Records from a dataset:
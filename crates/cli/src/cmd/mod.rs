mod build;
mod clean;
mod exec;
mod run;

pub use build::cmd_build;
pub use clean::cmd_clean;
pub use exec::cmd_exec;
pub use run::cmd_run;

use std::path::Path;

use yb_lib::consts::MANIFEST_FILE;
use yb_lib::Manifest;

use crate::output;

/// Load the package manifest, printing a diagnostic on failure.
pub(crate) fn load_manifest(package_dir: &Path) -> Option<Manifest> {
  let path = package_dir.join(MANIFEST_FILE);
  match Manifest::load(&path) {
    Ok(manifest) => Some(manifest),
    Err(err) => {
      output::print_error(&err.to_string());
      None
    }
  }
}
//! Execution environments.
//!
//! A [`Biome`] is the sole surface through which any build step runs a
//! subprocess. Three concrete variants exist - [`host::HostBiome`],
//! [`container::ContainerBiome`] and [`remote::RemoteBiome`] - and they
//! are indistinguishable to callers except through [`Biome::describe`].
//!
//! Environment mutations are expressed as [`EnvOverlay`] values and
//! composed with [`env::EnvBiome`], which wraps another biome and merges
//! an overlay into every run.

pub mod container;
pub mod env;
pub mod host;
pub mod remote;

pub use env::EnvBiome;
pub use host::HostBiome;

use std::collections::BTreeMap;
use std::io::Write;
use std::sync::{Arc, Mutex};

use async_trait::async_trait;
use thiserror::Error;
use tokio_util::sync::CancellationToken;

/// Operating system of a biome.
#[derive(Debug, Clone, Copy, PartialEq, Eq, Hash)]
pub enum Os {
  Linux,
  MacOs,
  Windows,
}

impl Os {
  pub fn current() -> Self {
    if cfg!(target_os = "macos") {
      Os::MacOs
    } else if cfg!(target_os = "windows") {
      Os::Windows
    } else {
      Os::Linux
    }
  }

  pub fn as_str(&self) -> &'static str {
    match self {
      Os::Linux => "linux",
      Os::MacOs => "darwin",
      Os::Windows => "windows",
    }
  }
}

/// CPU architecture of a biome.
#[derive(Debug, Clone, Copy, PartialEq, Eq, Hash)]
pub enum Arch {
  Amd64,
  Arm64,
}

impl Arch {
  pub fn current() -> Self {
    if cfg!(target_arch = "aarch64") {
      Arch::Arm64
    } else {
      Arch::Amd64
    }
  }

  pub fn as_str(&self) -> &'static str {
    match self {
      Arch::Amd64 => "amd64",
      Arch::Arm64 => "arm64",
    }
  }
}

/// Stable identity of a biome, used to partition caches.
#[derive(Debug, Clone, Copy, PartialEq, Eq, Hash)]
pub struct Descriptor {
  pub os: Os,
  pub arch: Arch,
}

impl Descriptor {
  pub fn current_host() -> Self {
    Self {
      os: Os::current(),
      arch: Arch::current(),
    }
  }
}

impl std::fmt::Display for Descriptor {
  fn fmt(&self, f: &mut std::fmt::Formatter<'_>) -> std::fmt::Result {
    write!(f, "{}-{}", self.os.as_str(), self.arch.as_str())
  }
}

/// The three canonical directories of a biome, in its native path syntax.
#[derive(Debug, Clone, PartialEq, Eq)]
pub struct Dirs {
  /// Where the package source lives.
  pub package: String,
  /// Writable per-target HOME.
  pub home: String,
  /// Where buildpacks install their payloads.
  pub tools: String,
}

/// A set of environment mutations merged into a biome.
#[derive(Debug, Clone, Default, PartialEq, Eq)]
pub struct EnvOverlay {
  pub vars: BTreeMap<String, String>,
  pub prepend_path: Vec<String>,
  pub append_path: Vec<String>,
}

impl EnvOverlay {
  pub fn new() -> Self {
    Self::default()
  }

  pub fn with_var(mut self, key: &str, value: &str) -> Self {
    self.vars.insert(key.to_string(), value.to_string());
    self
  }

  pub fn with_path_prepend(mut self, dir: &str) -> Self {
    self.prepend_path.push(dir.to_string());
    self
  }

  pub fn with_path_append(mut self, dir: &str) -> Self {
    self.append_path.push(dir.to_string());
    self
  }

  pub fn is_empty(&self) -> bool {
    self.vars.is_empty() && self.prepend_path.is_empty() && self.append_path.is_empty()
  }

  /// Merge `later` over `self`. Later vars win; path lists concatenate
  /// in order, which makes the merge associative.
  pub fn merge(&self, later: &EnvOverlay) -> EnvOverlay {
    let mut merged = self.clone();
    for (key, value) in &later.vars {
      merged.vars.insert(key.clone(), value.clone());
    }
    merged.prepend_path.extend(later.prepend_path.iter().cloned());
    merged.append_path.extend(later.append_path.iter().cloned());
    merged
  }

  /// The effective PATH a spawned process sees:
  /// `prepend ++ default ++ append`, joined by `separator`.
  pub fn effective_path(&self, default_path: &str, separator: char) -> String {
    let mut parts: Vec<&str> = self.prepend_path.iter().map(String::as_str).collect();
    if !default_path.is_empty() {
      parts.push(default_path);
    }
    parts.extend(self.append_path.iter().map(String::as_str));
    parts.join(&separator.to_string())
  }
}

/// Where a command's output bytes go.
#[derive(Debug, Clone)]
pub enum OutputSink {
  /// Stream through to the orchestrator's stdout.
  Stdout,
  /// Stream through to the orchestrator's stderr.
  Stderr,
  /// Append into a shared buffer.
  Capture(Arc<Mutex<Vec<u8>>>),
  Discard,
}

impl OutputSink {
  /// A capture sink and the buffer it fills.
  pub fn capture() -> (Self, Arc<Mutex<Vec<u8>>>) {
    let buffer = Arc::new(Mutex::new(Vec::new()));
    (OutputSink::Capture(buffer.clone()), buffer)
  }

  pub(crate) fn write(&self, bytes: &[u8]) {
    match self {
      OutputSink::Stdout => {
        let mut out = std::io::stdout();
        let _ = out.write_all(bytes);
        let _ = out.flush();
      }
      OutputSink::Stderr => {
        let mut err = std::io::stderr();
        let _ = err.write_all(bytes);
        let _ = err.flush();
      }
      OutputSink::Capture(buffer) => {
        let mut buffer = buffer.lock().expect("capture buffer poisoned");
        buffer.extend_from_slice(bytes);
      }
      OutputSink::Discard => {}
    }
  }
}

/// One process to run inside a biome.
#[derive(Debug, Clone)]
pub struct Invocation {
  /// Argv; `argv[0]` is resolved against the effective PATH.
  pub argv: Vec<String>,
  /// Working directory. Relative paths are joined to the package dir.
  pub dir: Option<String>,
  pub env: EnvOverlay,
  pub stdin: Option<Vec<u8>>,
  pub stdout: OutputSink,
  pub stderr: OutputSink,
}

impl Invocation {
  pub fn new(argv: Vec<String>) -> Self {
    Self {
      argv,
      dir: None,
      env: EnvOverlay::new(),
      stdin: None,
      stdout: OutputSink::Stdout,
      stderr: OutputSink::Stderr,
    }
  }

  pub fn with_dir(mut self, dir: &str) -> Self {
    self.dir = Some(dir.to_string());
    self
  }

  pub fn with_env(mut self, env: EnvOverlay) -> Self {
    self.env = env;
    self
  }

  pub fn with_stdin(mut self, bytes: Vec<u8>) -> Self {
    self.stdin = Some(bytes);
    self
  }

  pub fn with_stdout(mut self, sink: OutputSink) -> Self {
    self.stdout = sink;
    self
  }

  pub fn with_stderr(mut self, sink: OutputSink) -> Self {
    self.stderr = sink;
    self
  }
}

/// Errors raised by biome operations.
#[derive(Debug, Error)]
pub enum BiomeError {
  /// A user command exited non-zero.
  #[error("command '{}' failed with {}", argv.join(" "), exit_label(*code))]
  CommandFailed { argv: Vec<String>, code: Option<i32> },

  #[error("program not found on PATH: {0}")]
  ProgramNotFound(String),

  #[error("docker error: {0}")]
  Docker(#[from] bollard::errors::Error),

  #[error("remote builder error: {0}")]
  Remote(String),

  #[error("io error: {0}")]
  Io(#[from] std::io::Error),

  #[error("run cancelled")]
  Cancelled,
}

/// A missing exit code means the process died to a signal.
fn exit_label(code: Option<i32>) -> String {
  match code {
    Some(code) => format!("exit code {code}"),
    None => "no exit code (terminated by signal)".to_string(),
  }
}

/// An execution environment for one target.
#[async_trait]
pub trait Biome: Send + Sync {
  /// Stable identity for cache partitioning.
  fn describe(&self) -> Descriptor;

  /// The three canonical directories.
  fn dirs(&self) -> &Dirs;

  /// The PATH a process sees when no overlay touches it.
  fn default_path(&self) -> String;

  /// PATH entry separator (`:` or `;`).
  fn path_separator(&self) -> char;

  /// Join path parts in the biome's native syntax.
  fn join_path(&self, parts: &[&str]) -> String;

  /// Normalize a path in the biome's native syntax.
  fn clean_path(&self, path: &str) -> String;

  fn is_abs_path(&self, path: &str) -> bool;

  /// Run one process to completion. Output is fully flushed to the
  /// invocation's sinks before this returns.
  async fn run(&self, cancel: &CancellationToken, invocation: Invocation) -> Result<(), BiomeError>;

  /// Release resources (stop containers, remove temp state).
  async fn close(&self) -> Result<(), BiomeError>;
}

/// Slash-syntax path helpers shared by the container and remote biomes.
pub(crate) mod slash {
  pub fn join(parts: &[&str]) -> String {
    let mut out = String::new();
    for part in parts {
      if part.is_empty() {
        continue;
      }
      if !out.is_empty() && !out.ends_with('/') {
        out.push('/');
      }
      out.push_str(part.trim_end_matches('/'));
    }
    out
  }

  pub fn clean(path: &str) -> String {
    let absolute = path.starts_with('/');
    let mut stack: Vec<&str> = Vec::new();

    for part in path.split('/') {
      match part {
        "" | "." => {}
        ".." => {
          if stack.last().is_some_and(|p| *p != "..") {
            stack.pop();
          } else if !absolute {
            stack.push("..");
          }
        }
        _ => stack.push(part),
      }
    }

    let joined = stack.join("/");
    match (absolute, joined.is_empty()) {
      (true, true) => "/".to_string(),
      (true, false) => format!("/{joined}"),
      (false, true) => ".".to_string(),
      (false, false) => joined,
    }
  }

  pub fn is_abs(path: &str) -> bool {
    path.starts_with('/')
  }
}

■ Task to complete
Above are the lines; repeat exactly the ones from the line containing "diagnostic on failure." down to the line containing "step runs a", both inclusive.

■ Response to the task
/// Load the package manifest, printing a diagnostic on failure.
pub(crate) fn load_manifest(package_dir: &Path) -> Option<Manifest> {
  let path = package_dir.join(MANIFEST_FILE);
  match Manifest::load(&path) {
    Ok(manifest) => Some(manifest),
    Err(err) => {
      output::print_error(&err.to_string());
      None
    }
  }
}
//! Execution environments.
//!
//! A [`Biome`] is the sole surface through which any build step runs a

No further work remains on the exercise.